Task> What must be returned is the number of lines in the records holding the word "snapshot", with no other text.

Supplied material>
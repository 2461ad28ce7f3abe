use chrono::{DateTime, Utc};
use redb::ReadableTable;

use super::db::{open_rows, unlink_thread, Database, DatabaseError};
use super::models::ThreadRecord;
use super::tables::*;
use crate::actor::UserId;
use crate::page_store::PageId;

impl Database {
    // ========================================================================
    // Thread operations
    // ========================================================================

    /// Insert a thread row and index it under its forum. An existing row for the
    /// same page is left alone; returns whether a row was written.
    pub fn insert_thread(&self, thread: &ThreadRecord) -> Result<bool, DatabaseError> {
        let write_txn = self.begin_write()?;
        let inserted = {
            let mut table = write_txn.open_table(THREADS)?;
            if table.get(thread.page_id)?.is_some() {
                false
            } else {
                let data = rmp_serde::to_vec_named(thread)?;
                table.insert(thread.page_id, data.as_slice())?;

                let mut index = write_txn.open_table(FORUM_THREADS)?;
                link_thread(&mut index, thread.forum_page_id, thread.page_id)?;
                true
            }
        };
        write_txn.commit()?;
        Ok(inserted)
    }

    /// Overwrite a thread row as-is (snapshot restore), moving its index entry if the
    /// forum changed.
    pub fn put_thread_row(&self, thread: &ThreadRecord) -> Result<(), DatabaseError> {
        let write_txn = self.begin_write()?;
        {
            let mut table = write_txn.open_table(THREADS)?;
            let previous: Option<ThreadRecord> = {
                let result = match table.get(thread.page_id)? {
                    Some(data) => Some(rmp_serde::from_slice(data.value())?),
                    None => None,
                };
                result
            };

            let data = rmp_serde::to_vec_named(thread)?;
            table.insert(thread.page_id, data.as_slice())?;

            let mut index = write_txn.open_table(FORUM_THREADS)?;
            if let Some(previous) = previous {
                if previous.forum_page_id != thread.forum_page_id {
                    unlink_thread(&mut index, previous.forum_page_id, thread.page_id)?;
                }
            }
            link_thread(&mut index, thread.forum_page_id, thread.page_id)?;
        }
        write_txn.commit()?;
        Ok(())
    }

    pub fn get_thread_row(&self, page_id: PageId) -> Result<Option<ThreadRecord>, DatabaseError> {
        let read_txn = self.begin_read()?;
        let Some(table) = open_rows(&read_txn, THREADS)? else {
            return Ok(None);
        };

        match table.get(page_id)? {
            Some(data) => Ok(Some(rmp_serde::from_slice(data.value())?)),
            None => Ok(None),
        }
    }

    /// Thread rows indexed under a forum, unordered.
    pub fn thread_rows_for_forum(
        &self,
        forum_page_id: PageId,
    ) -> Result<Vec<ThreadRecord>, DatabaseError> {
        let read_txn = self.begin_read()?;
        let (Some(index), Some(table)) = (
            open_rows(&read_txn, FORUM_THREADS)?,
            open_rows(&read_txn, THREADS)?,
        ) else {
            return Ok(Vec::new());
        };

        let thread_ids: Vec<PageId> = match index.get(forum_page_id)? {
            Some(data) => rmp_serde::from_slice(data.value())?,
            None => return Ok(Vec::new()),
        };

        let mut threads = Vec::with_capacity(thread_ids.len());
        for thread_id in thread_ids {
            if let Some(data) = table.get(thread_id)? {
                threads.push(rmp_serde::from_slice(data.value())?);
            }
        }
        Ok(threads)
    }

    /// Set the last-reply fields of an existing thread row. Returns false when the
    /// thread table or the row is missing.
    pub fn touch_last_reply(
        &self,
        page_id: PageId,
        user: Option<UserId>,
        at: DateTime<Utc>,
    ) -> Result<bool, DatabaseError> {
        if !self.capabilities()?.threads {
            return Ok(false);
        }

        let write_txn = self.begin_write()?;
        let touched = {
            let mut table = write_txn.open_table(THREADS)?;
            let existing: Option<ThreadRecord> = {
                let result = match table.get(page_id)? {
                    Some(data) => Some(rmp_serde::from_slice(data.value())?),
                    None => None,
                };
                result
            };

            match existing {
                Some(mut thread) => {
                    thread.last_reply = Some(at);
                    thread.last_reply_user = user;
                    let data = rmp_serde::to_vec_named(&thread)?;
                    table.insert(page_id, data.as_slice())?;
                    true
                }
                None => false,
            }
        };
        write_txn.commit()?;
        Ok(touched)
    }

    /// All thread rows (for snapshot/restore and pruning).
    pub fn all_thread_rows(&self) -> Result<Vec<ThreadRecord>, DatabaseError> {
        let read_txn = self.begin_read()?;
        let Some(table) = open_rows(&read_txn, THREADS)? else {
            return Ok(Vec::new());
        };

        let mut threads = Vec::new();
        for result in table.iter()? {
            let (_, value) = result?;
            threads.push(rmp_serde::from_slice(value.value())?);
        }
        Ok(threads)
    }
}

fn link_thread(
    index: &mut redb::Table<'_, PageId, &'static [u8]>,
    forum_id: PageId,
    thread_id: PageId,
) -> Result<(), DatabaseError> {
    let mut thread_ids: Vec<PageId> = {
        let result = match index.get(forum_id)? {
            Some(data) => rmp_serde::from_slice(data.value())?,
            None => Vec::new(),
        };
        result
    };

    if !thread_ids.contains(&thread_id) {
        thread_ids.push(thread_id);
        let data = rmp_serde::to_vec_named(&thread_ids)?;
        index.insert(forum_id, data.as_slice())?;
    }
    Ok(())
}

* * *

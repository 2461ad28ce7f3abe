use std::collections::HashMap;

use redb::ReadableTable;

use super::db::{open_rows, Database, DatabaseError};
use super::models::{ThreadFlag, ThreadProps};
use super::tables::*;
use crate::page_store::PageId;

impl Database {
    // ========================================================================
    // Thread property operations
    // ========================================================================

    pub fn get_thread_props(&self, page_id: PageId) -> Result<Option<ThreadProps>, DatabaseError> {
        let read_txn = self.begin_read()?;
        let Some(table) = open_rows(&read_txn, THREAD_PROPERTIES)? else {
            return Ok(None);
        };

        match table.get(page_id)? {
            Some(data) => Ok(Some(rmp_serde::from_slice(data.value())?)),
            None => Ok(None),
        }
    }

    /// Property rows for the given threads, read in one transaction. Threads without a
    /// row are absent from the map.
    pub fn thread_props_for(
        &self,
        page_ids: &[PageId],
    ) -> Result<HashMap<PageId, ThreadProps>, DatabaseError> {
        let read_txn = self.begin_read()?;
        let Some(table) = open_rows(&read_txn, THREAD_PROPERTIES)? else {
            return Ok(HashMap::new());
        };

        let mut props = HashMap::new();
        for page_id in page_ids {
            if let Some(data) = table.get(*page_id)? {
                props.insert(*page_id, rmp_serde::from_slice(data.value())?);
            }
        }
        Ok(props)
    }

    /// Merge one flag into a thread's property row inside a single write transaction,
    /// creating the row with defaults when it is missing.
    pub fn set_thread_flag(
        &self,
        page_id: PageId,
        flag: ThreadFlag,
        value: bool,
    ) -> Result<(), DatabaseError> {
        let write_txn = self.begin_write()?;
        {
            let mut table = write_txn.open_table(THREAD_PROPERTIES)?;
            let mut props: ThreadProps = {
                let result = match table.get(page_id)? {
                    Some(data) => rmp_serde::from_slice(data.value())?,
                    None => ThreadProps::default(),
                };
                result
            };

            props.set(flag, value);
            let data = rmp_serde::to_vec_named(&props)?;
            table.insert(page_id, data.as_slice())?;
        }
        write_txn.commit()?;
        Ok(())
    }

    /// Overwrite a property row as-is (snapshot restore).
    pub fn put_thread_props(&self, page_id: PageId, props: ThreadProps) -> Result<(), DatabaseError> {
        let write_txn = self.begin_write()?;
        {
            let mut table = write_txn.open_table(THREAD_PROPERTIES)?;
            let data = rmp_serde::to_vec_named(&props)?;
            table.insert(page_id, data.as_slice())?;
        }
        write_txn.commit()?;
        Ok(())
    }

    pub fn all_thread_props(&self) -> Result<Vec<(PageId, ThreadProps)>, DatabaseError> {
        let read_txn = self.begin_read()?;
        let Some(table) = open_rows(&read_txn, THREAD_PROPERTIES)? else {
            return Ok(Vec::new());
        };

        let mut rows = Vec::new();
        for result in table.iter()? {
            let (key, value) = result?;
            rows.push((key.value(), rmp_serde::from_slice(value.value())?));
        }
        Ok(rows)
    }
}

Output below> 3